Exercise directions:
What you write should be an exact copy of the material, from its first line through the line containing "pub const SUI_DECIMALS: u8 = 9;".
== == ==
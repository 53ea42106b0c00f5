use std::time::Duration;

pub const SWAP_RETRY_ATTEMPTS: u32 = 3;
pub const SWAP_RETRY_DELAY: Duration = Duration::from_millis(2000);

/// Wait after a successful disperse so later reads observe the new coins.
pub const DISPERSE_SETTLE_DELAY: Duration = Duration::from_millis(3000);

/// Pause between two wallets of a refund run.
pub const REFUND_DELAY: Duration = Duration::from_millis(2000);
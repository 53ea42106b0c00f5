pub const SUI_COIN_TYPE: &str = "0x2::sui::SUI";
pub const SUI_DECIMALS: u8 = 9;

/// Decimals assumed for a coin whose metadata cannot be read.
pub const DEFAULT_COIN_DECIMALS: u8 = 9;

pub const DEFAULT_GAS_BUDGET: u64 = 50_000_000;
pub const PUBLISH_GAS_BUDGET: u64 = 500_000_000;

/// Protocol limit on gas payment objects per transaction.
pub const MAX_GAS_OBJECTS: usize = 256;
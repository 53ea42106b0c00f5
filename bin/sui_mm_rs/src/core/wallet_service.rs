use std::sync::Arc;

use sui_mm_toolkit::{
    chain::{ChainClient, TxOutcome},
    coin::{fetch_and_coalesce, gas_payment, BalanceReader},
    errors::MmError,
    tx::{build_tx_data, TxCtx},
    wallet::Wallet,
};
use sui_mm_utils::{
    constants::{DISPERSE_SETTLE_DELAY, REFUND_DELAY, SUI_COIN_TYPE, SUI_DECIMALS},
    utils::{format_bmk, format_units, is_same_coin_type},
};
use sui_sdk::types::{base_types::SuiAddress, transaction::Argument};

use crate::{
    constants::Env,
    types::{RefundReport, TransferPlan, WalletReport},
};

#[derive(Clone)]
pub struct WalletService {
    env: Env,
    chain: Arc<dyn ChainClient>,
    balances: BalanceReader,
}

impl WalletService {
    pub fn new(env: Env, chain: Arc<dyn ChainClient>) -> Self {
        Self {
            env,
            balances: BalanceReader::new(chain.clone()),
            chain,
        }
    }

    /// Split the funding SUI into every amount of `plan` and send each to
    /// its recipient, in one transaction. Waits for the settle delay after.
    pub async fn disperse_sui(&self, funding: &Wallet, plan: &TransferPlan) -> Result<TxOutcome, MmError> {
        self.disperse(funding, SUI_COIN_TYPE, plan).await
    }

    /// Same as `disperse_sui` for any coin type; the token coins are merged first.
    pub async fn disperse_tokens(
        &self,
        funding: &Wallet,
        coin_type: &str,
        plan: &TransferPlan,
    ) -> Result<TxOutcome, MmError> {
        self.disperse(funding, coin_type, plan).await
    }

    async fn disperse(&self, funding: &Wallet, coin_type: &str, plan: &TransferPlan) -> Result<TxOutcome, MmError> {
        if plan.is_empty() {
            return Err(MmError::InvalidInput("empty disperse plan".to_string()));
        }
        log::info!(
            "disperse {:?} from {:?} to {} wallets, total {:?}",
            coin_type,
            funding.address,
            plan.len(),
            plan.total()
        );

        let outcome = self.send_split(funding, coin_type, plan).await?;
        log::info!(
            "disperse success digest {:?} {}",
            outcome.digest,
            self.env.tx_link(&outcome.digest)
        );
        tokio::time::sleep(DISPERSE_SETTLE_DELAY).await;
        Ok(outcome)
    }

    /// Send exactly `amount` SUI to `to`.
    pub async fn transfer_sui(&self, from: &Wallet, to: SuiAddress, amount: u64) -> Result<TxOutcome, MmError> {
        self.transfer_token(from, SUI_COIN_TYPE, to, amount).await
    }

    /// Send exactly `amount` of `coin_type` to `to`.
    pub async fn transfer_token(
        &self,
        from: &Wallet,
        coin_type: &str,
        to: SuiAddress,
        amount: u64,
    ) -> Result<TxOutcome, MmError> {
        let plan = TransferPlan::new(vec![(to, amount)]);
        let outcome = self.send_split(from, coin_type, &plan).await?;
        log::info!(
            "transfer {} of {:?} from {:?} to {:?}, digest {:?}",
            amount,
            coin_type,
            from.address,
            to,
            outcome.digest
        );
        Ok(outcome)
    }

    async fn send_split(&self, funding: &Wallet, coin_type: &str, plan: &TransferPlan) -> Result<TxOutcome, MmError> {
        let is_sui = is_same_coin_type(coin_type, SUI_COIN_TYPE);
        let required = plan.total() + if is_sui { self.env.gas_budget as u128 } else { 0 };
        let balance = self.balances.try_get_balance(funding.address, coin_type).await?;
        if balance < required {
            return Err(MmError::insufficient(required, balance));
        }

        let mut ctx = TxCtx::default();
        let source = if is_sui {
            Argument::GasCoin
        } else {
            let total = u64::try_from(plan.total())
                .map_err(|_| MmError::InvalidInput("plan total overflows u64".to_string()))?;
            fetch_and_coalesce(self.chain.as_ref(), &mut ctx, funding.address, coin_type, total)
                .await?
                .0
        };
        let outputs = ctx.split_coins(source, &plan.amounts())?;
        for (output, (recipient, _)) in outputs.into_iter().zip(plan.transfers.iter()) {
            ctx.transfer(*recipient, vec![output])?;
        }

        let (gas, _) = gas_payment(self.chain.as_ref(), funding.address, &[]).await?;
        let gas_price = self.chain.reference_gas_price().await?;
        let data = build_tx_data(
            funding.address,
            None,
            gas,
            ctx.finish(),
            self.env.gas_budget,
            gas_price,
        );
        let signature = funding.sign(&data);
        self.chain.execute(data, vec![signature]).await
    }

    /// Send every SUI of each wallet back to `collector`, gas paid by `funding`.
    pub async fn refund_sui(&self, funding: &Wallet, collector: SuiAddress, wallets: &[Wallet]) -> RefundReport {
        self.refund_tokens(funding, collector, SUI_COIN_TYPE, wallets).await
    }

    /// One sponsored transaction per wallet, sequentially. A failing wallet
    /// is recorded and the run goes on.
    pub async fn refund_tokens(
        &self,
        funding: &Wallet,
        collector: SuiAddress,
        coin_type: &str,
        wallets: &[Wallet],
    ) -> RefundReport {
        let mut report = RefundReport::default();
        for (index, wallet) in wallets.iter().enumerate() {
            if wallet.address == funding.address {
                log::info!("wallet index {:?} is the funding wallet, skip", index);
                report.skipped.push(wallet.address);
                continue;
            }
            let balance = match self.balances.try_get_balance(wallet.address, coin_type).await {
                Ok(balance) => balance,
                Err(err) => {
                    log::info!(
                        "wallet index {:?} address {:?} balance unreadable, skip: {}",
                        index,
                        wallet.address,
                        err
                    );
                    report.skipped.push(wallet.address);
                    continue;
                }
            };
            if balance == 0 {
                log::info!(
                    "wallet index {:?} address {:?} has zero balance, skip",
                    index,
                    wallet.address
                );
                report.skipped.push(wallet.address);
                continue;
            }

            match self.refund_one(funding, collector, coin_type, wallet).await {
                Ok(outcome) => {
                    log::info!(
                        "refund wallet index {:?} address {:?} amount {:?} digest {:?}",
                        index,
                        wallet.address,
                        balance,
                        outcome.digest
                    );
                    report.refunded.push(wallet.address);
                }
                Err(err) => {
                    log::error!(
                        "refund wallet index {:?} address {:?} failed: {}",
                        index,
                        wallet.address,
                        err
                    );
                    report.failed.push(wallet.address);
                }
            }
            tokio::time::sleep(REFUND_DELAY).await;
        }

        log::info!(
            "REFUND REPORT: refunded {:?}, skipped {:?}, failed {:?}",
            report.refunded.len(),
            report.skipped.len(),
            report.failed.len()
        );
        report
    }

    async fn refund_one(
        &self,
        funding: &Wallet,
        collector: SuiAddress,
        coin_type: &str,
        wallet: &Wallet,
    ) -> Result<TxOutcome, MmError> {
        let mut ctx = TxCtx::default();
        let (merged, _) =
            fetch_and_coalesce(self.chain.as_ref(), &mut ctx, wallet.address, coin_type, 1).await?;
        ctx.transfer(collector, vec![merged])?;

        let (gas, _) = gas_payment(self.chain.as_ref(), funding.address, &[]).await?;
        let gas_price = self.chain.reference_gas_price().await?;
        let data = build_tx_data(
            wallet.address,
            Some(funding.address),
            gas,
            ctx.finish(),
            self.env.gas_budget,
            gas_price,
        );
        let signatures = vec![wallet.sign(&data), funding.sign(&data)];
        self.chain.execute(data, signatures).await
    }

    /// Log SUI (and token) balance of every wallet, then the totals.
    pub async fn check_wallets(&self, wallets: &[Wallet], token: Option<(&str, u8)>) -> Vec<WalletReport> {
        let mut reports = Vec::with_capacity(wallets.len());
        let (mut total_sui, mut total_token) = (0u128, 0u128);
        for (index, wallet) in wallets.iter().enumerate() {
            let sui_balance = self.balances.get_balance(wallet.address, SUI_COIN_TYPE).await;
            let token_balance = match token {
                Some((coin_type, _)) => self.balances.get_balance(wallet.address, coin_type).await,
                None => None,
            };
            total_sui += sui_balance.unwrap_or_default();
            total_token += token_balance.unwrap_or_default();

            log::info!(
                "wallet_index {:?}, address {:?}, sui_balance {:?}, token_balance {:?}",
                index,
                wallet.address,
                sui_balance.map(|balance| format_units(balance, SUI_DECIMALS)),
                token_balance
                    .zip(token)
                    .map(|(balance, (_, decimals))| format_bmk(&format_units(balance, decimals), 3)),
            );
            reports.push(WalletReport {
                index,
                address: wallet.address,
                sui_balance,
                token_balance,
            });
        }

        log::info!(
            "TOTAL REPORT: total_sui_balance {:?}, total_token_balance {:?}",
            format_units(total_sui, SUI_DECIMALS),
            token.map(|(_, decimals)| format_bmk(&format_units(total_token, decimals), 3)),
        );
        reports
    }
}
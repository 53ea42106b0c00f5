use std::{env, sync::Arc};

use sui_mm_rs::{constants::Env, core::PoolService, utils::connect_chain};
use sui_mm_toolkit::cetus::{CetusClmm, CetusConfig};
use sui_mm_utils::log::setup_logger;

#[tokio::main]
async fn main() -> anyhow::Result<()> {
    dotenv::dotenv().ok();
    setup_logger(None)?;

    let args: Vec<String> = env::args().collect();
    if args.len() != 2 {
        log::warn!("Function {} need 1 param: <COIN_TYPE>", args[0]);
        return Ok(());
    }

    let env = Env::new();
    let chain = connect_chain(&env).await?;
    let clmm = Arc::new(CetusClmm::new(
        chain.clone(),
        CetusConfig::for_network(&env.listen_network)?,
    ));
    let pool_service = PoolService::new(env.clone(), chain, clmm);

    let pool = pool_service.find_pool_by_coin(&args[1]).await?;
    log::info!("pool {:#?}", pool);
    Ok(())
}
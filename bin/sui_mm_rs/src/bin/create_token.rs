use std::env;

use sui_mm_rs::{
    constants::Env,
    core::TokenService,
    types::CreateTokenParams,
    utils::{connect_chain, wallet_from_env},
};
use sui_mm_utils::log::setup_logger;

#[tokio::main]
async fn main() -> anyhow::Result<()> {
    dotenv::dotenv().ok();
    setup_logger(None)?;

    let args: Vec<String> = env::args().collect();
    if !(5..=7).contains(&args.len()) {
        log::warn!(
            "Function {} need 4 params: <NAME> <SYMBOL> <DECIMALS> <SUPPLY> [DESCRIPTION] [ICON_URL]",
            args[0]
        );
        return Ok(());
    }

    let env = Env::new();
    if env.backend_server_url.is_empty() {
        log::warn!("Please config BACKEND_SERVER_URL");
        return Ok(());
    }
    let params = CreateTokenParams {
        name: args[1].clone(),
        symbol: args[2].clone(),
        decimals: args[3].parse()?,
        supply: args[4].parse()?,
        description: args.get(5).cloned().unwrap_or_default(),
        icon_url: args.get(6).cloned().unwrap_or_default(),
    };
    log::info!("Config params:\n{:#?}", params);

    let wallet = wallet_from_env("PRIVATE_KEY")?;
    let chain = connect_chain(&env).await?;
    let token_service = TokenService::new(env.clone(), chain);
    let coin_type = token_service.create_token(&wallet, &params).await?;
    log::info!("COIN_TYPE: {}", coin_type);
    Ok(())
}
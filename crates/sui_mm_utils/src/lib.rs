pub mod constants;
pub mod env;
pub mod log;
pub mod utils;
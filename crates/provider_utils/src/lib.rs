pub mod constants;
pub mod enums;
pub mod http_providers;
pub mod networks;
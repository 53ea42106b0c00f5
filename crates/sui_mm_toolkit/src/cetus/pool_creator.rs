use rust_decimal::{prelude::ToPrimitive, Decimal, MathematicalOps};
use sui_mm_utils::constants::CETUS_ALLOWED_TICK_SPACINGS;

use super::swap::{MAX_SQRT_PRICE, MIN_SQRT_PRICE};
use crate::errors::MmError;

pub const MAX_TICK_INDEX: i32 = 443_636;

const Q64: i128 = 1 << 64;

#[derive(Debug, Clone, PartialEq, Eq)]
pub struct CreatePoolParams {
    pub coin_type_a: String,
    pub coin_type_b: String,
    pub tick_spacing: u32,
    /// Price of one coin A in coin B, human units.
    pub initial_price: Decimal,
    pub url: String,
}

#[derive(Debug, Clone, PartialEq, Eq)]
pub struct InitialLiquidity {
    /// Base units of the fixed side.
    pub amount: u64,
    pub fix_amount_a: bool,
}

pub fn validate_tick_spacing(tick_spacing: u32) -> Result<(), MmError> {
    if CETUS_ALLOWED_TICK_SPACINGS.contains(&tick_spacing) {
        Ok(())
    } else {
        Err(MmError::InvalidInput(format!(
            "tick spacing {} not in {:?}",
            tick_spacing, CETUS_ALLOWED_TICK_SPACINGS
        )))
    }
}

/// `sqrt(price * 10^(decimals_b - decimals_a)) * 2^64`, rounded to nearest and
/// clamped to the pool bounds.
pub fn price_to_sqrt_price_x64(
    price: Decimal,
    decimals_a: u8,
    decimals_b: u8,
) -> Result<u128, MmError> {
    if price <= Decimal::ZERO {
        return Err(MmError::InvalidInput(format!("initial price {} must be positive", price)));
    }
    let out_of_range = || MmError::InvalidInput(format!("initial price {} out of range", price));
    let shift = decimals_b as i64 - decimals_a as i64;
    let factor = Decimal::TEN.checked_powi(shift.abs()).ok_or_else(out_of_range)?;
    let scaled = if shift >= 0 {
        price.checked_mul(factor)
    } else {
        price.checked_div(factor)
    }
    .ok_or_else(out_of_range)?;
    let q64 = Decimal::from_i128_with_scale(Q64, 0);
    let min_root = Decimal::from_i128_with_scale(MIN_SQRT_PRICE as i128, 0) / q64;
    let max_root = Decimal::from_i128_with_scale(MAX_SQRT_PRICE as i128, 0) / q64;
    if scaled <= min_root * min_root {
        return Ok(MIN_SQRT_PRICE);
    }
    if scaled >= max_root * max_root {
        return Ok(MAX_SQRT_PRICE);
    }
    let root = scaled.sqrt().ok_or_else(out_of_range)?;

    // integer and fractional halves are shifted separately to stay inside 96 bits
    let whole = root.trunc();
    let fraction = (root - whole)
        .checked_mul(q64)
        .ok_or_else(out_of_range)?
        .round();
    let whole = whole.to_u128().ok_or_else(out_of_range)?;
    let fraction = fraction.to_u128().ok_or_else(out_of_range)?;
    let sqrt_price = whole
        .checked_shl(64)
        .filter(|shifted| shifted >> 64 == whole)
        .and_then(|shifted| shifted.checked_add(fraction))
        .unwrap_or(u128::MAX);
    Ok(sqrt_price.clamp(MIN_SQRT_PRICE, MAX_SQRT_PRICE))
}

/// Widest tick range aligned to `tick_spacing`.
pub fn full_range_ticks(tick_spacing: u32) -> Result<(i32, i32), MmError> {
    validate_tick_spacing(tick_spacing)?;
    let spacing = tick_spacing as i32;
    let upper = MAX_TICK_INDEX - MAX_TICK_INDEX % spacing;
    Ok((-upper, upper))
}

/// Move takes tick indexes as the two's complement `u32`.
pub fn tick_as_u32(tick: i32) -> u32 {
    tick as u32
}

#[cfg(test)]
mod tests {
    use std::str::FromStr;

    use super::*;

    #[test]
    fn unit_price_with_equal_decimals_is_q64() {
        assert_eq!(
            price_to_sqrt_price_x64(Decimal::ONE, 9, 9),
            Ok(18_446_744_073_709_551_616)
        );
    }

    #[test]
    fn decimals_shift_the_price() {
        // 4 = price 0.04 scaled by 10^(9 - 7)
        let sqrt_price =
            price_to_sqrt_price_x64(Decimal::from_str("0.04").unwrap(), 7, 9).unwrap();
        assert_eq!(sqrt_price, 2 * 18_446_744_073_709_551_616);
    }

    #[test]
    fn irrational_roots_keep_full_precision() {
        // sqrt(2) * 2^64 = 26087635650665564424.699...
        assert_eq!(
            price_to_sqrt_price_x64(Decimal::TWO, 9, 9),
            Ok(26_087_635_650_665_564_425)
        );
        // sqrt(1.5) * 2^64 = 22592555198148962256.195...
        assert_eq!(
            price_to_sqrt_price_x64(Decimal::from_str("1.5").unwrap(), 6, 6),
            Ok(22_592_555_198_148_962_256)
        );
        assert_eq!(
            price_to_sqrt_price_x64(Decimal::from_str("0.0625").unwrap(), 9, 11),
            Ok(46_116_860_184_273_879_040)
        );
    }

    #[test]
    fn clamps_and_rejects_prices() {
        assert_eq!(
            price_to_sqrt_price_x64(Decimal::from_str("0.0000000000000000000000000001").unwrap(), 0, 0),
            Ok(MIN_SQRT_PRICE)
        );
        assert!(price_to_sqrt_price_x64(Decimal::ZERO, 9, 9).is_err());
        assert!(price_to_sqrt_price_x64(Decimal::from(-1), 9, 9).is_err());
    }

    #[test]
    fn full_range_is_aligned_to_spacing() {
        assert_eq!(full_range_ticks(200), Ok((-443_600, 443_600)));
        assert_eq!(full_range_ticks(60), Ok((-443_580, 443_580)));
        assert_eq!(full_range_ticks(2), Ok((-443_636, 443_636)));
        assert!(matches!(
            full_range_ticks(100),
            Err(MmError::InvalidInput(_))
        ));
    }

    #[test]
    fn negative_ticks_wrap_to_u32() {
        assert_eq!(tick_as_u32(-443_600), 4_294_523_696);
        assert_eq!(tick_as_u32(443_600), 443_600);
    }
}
== == ==
Response to this exercise:
repository 53ea42106b0c00f5
use std::time::Duration;

pub const SWAP_RETRY_ATTEMPTS: u32 = 3;
pub const SWAP_RETRY_DELAY: Duration = Duration::from_millis(2000);

/// Wait after a successful disperse so later reads observe the new coins.
pub const DISPERSE_SETTLE_DELAY: Duration = Duration::from_millis(3000);

/// Pause between two wallets of a refund run.
pub const REFUND_DELAY: Duration = Duration::from_millis(2000);
repository 53ea42106b0c00f5
pub const SUI_COIN_TYPE: &str = "0x2::sui::SUI";
pub const SUI_DECIMALS: u8 = 9;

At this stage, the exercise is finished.